But if you want a teenager to learn something, like there are some ways you can teach them, right? You could, for example, you could take them to a library, or you could give them a load of homework, or you could set them a test. We kind of do all those three things.

89.23 - 106.589 Grant Harvey

When you hear supervised fine-tuning or reinforcement learning about human feedback or evaluations, that's actually one of those three things. So supervised fine-tuning is giving a model loads of real high-quality examples of data sets to look like. That's taking your model to the library and saying, here's some textbooks to read. It's going to read the textbooks. They'll tell you what's true.

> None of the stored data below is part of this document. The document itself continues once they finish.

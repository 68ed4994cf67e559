use crate::error::Error;
use crate::events::CommissionPaidEvent;
use crate::ledger::Ledger;
use crate::levels::Levels;
use crate::referral::ReferralGraph;
use crate::types::{
    CommissionPayout, EntrySource, BASIS_POINTS, CASCADE_DEPTH, PURCHASE_TIER_BPS,
    TASK_TIER_BONUS,
};
use soroban_sdk::{Address, Env, Symbol, Vec};

/// How a commission cascade pays the three tiers above its origin.
///
/// Task bonuses reach every linked ancestor. Purchase shares stop at the
/// first ancestor without an active level.
#[derive(Clone, Copy, Debug, Eq, PartialEq)]
pub enum CascadePolicy {
    /// Fixed 100 / 30 / 10 unit bonus, ungated
    TaskBonus,
    /// 15% / 3% / 1% of the given deposit value, gated on active level
    PurchaseShare(i128),
}

impl CascadePolicy {
    /// Amount owed to tier `tier` (1-based)
    pub fn tier_amount(&self, tier: u32) -> Result<i128, Error> {
        let index = (tier - 1) as usize;
        match self {
            CascadePolicy::TaskBonus => Ok(TASK_TIER_BONUS[index]),
            CascadePolicy::PurchaseShare(base) => base
                .checked_mul(PURCHASE_TIER_BPS[index])
                .and_then(|v| v.checked_div(BASIS_POINTS))
                .ok_or(Error::ArithmeticOverflow),
        }
    }

    pub fn requires_active_level(&self) -> bool {
        matches!(self, CascadePolicy::PurchaseShare(_))
    }
}

/// Walk the upward chain of `origin` and credit each eligible tier
pub fn distribute(
    env: &Env,
    origin: &Address,
    policy: CascadePolicy,
) -> Result<Vec<CommissionPayout>, Error> {
    let mut payouts: Vec<CommissionPayout> = Vec::new(env);
    let chain = ReferralGraph::upward_chain(env, origin, CASCADE_DEPTH)?;

    let mut tier = 0u32;
    for ancestor in chain.iter() {
        tier += 1;

        if policy.requires_active_level() && !Levels::has_active(env, &ancestor) {
            break;
        }

        let amount = policy.tier_amount(tier)?;
        if amount > 0 {
            Ledger::credit_earning(env, &ancestor, amount, EntrySource::Commission)?;

            env.events().publish(
                (Symbol::new(env, "commission"), ancestor.clone()),
                CommissionPaidEvent {
                    origin: origin.clone(),
                    beneficiary: ancestor.clone(),
                    tier,
                    amount,
                },
            );
        }

        payouts.push_back(CommissionPayout {
            tier,
            beneficiary: ancestor,
            amount,
        });
    }

    Ok(payouts)
}

#[cfg(test)]
mod tests {
    use super::*;
    use crate::types::CENTS;

    #[test]
    fn test_task_bonus_tiers() {
        let policy = CascadePolicy::TaskBonus;
        assert_eq!(policy.tier_amount(1), Ok(100 * CENTS));
        assert_eq!(policy.tier_amount(2), Ok(30 * CENTS));
        assert_eq!(policy.tier_amount(3), Ok(10 * CENTS));
        assert!(!policy.requires_active_level());
    }

    #[test]
    fn test_purchase_share_tiers() {
        let policy = CascadePolicy::PurchaseShare(10_000 * CENTS);
        assert_eq!(policy.tier_amount(1), Ok(1_500 * CENTS));
        assert_eq!(policy.tier_amount(2), Ok(300 * CENTS));
        assert_eq!(policy.tier_amount(3), Ok(100 * CENTS));
        assert!(policy.requires_active_level());
    }

    #[test]
    fn test_purchase_share_rounds_down() {
        // 1% of 0.99 is below one minor unit
        let policy = CascadePolicy::PurchaseShare(99);
        assert_eq!(policy.tier_amount(3), Ok(0));
    }

    #[test]
    fn test_purchase_share_overflow() {
        let policy = CascadePolicy::PurchaseShare(i128::MAX);
        assert_eq!(policy.tier_amount(1), Err(Error::ArithmeticOverflow));
    }
}
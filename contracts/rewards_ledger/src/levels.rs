use crate::cascade::{self, CascadePolicy};
use crate::error::Error;
use crate::events::{LevelPurchasedEvent, LevelUpsertedEvent, SubscriptionDeactivatedEvent};
use crate::ledger::Ledger;
use crate::storage::Storage;
use crate::types::{Bucket, EntrySource, Level, LevelSubscription, PurchaseReceipt};
use soroban_sdk::{Address, Env, Symbol, Vec};

pub struct Levels;

impl Levels {
    // ============================================
    // CATALOG
    // ============================================

    pub fn upsert(env: &Env, level: &Level) -> Result<(), Error> {
        if level.deposit_value <= 0
            || level.daily_gain <= 0
            || level.monthly_gain < 0
            || level.cycle_days == 0
        {
            return Err(Error::InvalidLevel);
        }

        let mut ids = Storage::get_level_ids(env);
        if !ids.contains(level.id) {
            ids.push_back(level.id);
            Storage::set_level_ids(env, &ids);
        }
        Storage::set_level(env, level);

        env.events().publish(
            (Symbol::new(env, "level_upserted"), level.id),
            LevelUpsertedEvent {
                level_id: level.id,
                deposit_value: level.deposit_value,
                daily_gain: level.daily_gain,
            },
        );
        Ok(())
    }

    /// Catalog ordered by deposit value, cheapest first
    pub fn catalog(env: &Env) -> Vec<Level> {
        let mut sorted: Vec<Level> = Vec::new(env);
        for id in Storage::get_level_ids(env).iter() {
            let Ok(level) = Storage::get_level(env, id) else {
                continue;
            };
            let position = sorted
                .iter()
                .position(|existing| existing.deposit_value > level.deposit_value)
                .unwrap_or(sorted.len() as usize);
            sorted.insert(position as u32, level);
        }
        sorted
    }

    // ============================================
    // SUBSCRIPTIONS
    // ============================================

    pub fn active_subscriptions(env: &Env, address: &Address) -> Vec<LevelSubscription> {
        let mut active: Vec<LevelSubscription> = Vec::new(env);
        for sub in Storage::get_subscriptions(env, address).iter() {
            if sub.active {
                active.push_back(sub);
            }
        }
        active
    }

    pub fn has_active(env: &Env, address: &Address) -> bool {
        Storage::get_subscriptions(env, address)
            .iter()
            .any(|sub| sub.active)
    }

    /// Earliest-activated active subscription; the one daily tasks pay out on
    pub fn primary_active(env: &Env, address: &Address) -> Option<LevelSubscription> {
        Storage::get_subscriptions(env, address)
            .iter()
            .find(|sub| sub.active)
    }

    pub fn deactivate(env: &Env, address: &Address, level_id: u32) -> Result<(), Error> {
        let mut account = Storage::get_account(env, address)?;
        let mut subs = Storage::get_subscriptions(env, address);

        let index = subs
            .iter()
            .position(|sub| sub.active && sub.level_id == level_id)
            .ok_or(Error::SubscriptionNotFound)? as u32;

        let mut sub = subs.get_unchecked(index);
        sub.active = false;
        subs.set(index, sub);
        Storage::set_subscriptions(env, address, &subs);

        account.level_active = subs.iter().any(|sub| sub.active);
        Storage::set_account(env, &account);

        env.events().publish(
            (Symbol::new(env, "level_deactivated"), address.clone()),
            SubscriptionDeactivatedEvent {
                account: address.clone(),
                level_id,
            },
        );

        Ok(())
    }

    // ============================================
    // PURCHASE ENGINE
    // ============================================

    pub fn purchase(env: &Env, address: &Address, level_id: u32) -> Result<PurchaseReceipt, Error> {
        let level = Storage::get_level(env, level_id)?;
        let mut account = Storage::get_account(env, address)?;
        let mut subs = Storage::get_subscriptions(env, address);

        // Validate: not already holding this exact level
        if subs.iter().any(|sub| sub.active && sub.level_id == level_id) {
            return Err(Error::AlreadyOwned);
        }

        // Validate: balance covers the price (exact balance is enough)
        if account.available_balance < level.deposit_value {
            return Err(Error::InsufficientFunds);
        }

        subs.push_back(LevelSubscription {
            level_id,
            activated_at: env.ledger().timestamp(),
            active: true,
        });
        Storage::set_subscriptions(env, address, &subs);

        account.level_active = true;
        Storage::set_account(env, &account);

        Ledger::debit(
            env,
            address,
            level.deposit_value,
            Bucket::Available,
            EntrySource::Purchase,
        )?;

        let payouts = cascade::distribute(
            env,
            address,
            CascadePolicy::PurchaseShare(level.deposit_value),
        )?;

        env.events().publish(
            (Symbol::new(env, "level_purchased"), address.clone()),
            LevelPurchasedEvent {
                account: address.clone(),
                level_id,
                price: level.deposit_value,
            },
        );

        Ok(PurchaseReceipt {
            level_id,
            level_name: level.name,
            amount_paid: level.deposit_value,
            payouts,
        })
    }
}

107.53 - 116.961 Grant Harvey

Reinforcement learning is, okay, you're going to give the model some questions. It'll give some answers, and you're going to say if those answers are good or not. Like you might ask the model to write me a poem about...

116.941 - 146.155 Grant Harvey

Russia and then you'll you'll check that poem and you'll have something about what if that poem is good or bad and you'll give it so great and it'll learn from that and so that's reinforcement learning or you can call it reward modeling you're basically allowing you to change the way you reward your model for different types of answers and then evaluation is building the like the test the model has to take to understand if it's good because companies will release loads of different versions of models and they've got to understand if it's better or worse like I mean you've seen the news about track dbt5 dbt5 they released it

146.135 - 164.013 Grant Harvey

It was obviously better in some metrics, but the audience wasn't happy. And that's why human evaluation is so necessary because people are not deterministic too. People like to have opinions on things and you can't just be like, well, this was better than all our benchmarks. If it feels different to someone and the user doesn't like it, it doesn't matter if it's better. And that's evaluation.